In [0]:
from datetime import datetime , timedelta
from pyspark.sql import Window
from pyspark.sql.functions import col, lit, input_file_name, current_timestamp,regexp_extract, to_date , explode , from_json
from pyspark.sql.types import ArrayType , StringType , StructField , StructType
dbutils.widgets.text("start_date", datetime.now().strftime("%Y-%m-%d"),"Start date")
dbutils.widgets.text("end_date", datetime.now().strftime("%Y-%m-%d"),"End date")

dbutils.widgets.text("mode", "INCREMENTAL","mode")

start_date_str = dbutils.widgets.get("start_date")
end_date_str = dbutils.widgets.get("end_date")
mode = dbutils.widgets.get("mode")

date_format = "%Y-%m-%d"

start_date = datetime.strptime(start_date_str, date_format).date()
end_date = datetime.strptime(end_date_str, date_format).date()

if start_date > end_date:
    raise ValueError(f"CRITICAL CONFIG ERROR: Start Date ({start_date}) is after End Date ({end_date}).

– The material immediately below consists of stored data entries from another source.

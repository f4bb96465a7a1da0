use std::path::PathBuf;
use std::process::ExitCode;

use anyhow::{Context, Result};
use bevy::log::{error, Level};
use clap::Parser;
use relief_app::{init_logging, open_raster, Error};
use relief_scene::{GeoTransform, Sample};

/// Prints the pixel of a GeoTIFF containing a coordinate, its footprint and
/// its elevation.
#[derive(Parser, Debug)]
#[command(name = "relief-locate", version)]
struct Args {
    input: PathBuf,
    /// Degrees east
    #[arg(allow_negative_numbers = true)]
    longitude: f64,
    /// Degrees north
    #[arg(allow_negative_numbers = true)]
    latitude: f64,
}

fn run(args: &Args) -> Result<()> {
    let raster = open_raster(&args.input)
        .with_context(|| format!("failed to read {}", args.input.display()))?;
    let metadata = raster.metadata.ok_or(Error::MissingGeoreference)?;
    let transform = GeoTransform::new(&metadata)?;

    let Some(location) = transform.locate(args.longitude, args.latitude, &raster.grid) else {
        let bounds = transform.bounding_box(raster.grid.width(), raster.grid.height());
        anyhow::bail!(
            "({}, {}) lies outside the raster, which covers {:?}",
            args.longitude,
            args.latitude,
            bounds
        );
    };
    let (x, y) = location.pixel;
    let b = location.bounds;
    println!("pixel: {} {}", x, y);
    println!("bounds: {} {} {} {}", b.west, b.south, b.east, b.north);
    match location.sample {
        Sample::Elevation(elevation) => println!("elevation: {}", elevation),
        Sample::Missing => println!("elevation: missing"),
    }
    return Ok(());
}

fn main() -> ExitCode {
    let args = Args::parse();
    init_logging(Level::WARN);
    if let Err(err) = run(&args) {
        error!("{:#}", err);
        return ExitCode::FAILURE;
    }
    return ExitCode::SUCCESS;
}
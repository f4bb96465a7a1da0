#![warn(
    clippy::unwrap_used,
    clippy::cast_lossless,
    clippy::unimplemented,
    clippy::expect_used
)]
//! File formats and command-line plumbing around `relief_scene`: GeoTIFF
//! decoding, JSON mesh and PNG output, option files and logging setup.
mod config;
mod error;
mod logging;
pub mod output;
pub mod raster;

pub use config::load_config;
pub use error::{Error, Result};
pub use logging::init_logging;
pub use output::{encode_png, write_mesh, write_png};
pub use raster::{decode_raster, open_raster, Raster};
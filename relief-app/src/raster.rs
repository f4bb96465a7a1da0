//! GeoTIFF elevation rasters decoded into a [`HeightGrid`].
use std::fs::File;
use std::io::{BufReader, Read, Seek};
use std::path::Path;

use bevy::log::{debug, info, warn};
use relief_scene::{HeightGrid, RasterMetadata, Sample};
use tiff::decoder::{Decoder, DecodingResult};
use tiff::tags::Tag;
use tiff::ColorType;

use crate::error::{Error, Result};

/// A decoded elevation raster together with its georeferencing, when the file
/// carries both `ModelPixelScale` and `ModelTiepoint`.
#[derive(Debug, Clone)]
pub struct Raster {
    pub grid: HeightGrid,
    pub metadata: Option<RasterMetadata>,
    pub nodata: Option<f64>,
}

pub fn open_raster(path: impl AsRef<Path>) -> Result<Raster> {
    let path = path.as_ref();
    info!("Reading {}", path.display());
    let file = File::open(path)?;
    return decode_raster(BufReader::new(file));
}

pub fn decode_raster<R: Read + Seek>(reader: R) -> Result<Raster> {
    let mut decoder = Decoder::new(reader)?;
    let (width, height) = decoder.dimensions()?;
    match decoder.colortype()? {
        ColorType::Gray(_) => {}
        other => return Err(Error::MultiBand(format!("{:?}", other))),
    }
    let metadata = read_metadata(&mut decoder)?;
    let nodata = read_nodata(&mut decoder)?;
    let values = to_f64(decoder.read_image()?)?;

    let samples: Vec<Sample> = values
        .into_iter()
        .map(|value| {
            if value.is_nan() || Some(value) == nodata {
                Sample::Missing
            } else {
                Sample::Elevation(value)
            }
        })
        .collect();
    let grid = HeightGrid::new(width as usize, height as usize, samples)?;
    debug!(
        "{}x{} raster, {} missing samples",
        width,
        height,
        grid.missing_count()
    );
    return Ok(Raster {
        grid,
        metadata,
        nodata,
    });
}

fn read_metadata<R: Read + Seek>(decoder: &mut Decoder<R>) -> Result<Option<RasterMetadata>> {
    let scale = decoder.find_tag(Tag::ModelPixelScaleTag)?;
    let tiepoint = decoder.find_tag(Tag::ModelTiepointTag)?;
    let (scale, tiepoint) = match (scale, tiepoint) {
        (Some(scale), Some(tiepoint)) => (scale.into_f64_vec()?, tiepoint.into_f64_vec()?),
        (None, None) => return Ok(None),
        _ => {
            warn!("Raster has only one of ModelPixelScale/ModelTiepoint, ignoring georeferencing");
            return Ok(None);
        }
    };
    if scale.len() < 2 || tiepoint.len() < 6 {
        warn!(
            "Malformed georeferencing tags ({} scale, {} tiepoint values)",
            scale.len(),
            tiepoint.len()
        );
        return Ok(None);
    }
    let pixel_scale = [scale[0], scale[1], scale.get(2).copied().unwrap_or(0.0)];
    let mut tie = [0.0; 6];
    tie.copy_from_slice(&tiepoint[..6]);
    return Ok(Some(RasterMetadata::new(pixel_scale, tie)));
}

fn read_nodata<R: Read + Seek>(decoder: &mut Decoder<R>) -> Result<Option<f64>> {
    let Some(value) = decoder.find_tag(Tag::GdalNodata)? else {
        return Ok(None);
    };
    let text = value.into_string()?;
    let text = text.trim_matches(|c: char| c == '\0' || c.is_whitespace());
    match text.parse::<f64>() {
        Ok(nodata) => Ok(Some(nodata)),
        Err(_) => {
            warn!("Ignoring unparseable nodata value {:?}", text);
            Ok(None)
        }
    }
}

fn to_f64(result: DecodingResult) -> Result<Vec<f64>> {
    let values = match result {
        DecodingResult::U8(v) => v.into_iter().map(f64::from).collect(),
        DecodingResult::U16(v) => v.into_iter().map(f64::from).collect(),
        DecodingResult::U32(v) => v.into_iter().map(f64::from).collect(),
        DecodingResult::U64(v) => v.into_iter().map(|x| x as f64).collect(),
        DecodingResult::I8(v) => v.into_iter().map(f64::from).collect(),
        DecodingResult::I16(v) => v.into_iter().map(f64::from).collect(),
        DecodingResult::I32(v) => v.into_iter().map(f64::from).collect(),
        DecodingResult::I64(v) => v.into_iter().map(|x| x as f64).collect(),
        DecodingResult::F32(v) => v.into_iter().map(f64::from).collect(),
        DecodingResult::F64(v) => v,
        #[allow(unreachable_patterns)]
        _ => {
            return Err(Error::UnsupportedSampleFormat(
                "unrecognised tiff sample type".to_string(),
            ))
        }
    };
    return Ok(values);
}

#[cfg(test)]
mod tests {
    use super::*;
    use std::io::Cursor;
    use tiff::encoder::{colortype, TiffEncoder};

    fn float_tiff(width: u32, height: u32, data: &[f32], georeferenced: bool) -> Vec<u8> {
        let mut buf = Cursor::new(Vec::new());
        {
            let mut encoder = TiffEncoder::new(&mut buf).unwrap();
            let mut image = encoder
                .new_image::<colortype::Gray32Float>(width, height)
                .unwrap();
            if georeferenced {
                image
                    .encoder()
                    .write_tag(Tag::ModelPixelScaleTag, &[0.5f64, 0.25, 0.0][..])
                    .unwrap();
                image
                    .encoder()
                    .write_tag(Tag::ModelTiepointTag, &[0.0f64, 0.0, 0.0, -123.0, 38.0, 0.0][..])
                    .unwrap();
                image.encoder().write_tag(Tag::GdalNodata, "-9999").unwrap();
            }
            image.write_data(data).unwrap();
        }
        buf.into_inner()
    }

    #[test]
    fn decodes_float_samples_and_georeferencing() {
        let bytes = float_tiff(3, 2, &[1.0, 2.0, 3.0, 4.0, -9999.0, 6.0], true);
        let raster = decode_raster(Cursor::new(bytes)).unwrap();

        assert_eq!(raster.grid.width(), 3);
        assert_eq!(raster.grid.height(), 2);
        assert_eq!(raster.grid.sample(2, 0), Sample::Elevation(3.0));
        assert_eq!(raster.grid.sample(0, 1), Sample::Elevation(4.0));
        assert_eq!(raster.grid.sample(1, 1), Sample::Missing);
        assert_eq!(raster.nodata, Some(-9999.0));

        let metadata = raster.metadata.unwrap();
        assert_eq!(metadata.pixel_scale, [0.5, 0.25, 0.0]);
        assert_eq!(metadata.tiepoint, [0.0, 0.0, 0.0, -123.0, 38.0, 0.0]);
    }

    #[test]
    fn plain_tiff_has_no_metadata() {
        let bytes = float_tiff(2, 2, &[0.0, 0.0, 0.0, 0.0], false);
        let raster = decode_raster(Cursor::new(bytes)).unwrap();
        assert!(raster.metadata.is_none());
        assert!(raster.nodata.is_none());
        // A real zero stays an elevation.
        assert_eq!(raster.grid.sample(0, 0), Sample::Elevation(0.0));
    }

    #[test]
    fn nan_samples_are_missing() {
        let bytes = float_tiff(2, 1, &[f32::NAN, 12.5], false);
        let raster = decode_raster(Cursor::new(bytes)).unwrap();
        assert!(raster.grid.sample(0, 0).is_missing());
        assert_eq!(raster.grid.sample(1, 0), Sample::Elevation(12.5));
    }

    #[test]
    fn integer_samples_convert_to_f64() {
        let mut buf = Cursor::new(Vec::new());
        {
            let mut encoder = TiffEncoder::new(&mut buf).unwrap();
            encoder
                .write_image::<colortype::Gray16>(2, 1, &[0u16, 4321])
                .unwrap();
        }
        let raster = decode_raster(Cursor::new(buf.into_inner())).unwrap();
        assert_eq!(raster.grid.sample(1, 0), Sample::Elevation(4321.0));
    }

    #[test]
    fn rejects_multi_band() {
        let mut buf = Cursor::new(Vec::new());
        {
            let mut encoder = TiffEncoder::new(&mut buf).unwrap();
            encoder
                .write_image::<colortype::RGB8>(1, 1, &[1u8, 2, 3])
                .unwrap();
        }
        let err = decode_raster(Cursor::new(buf.into_inner())).unwrap_err();
        assert!(matches!(err, Error::MultiBand(_)));
    }
}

Please check your parameters.")


In [0]:


ACCESS_KEY = dbutils.secrets.get(scope = "ticker", key = "access_key")
SECRET_KEY = dbutils.secrets.get(scope = "ticker", key = "secret_key")
SESSION_TOKEN = dbutils.secrets.get(scope = "ticker", key = "session_key")

temp_ak = dbutils.jobs.taskValues.get(taskKey="Init_Auth", key="temp_ak", debugValue="debug-key")
temp_sk = dbutils.jobs.taskValues.get(taskKey="Init_Auth", key="temp_sk", debugValue="debug-secret")
temp_token = dbutils.jobs.taskValues.get(taskKey="Init_Auth", key="temp_token", debugValue="debug-token")




# Architecture Overview: Distributed Quality Gate & Environment Constraints

## 1. Environment Constraints
This pipeline operates under strict environmental constraints:
- **No Instance Profiles**: Unable to assign IAM roles directly to clusters.
- **Shared Compute**: Restricted access to cluster-level configurations (`spark.conf.set`) and prohibited mount points.
- **Legacy Catalog**: Reliance on `hive_metastore` due to Unity Catalog absence.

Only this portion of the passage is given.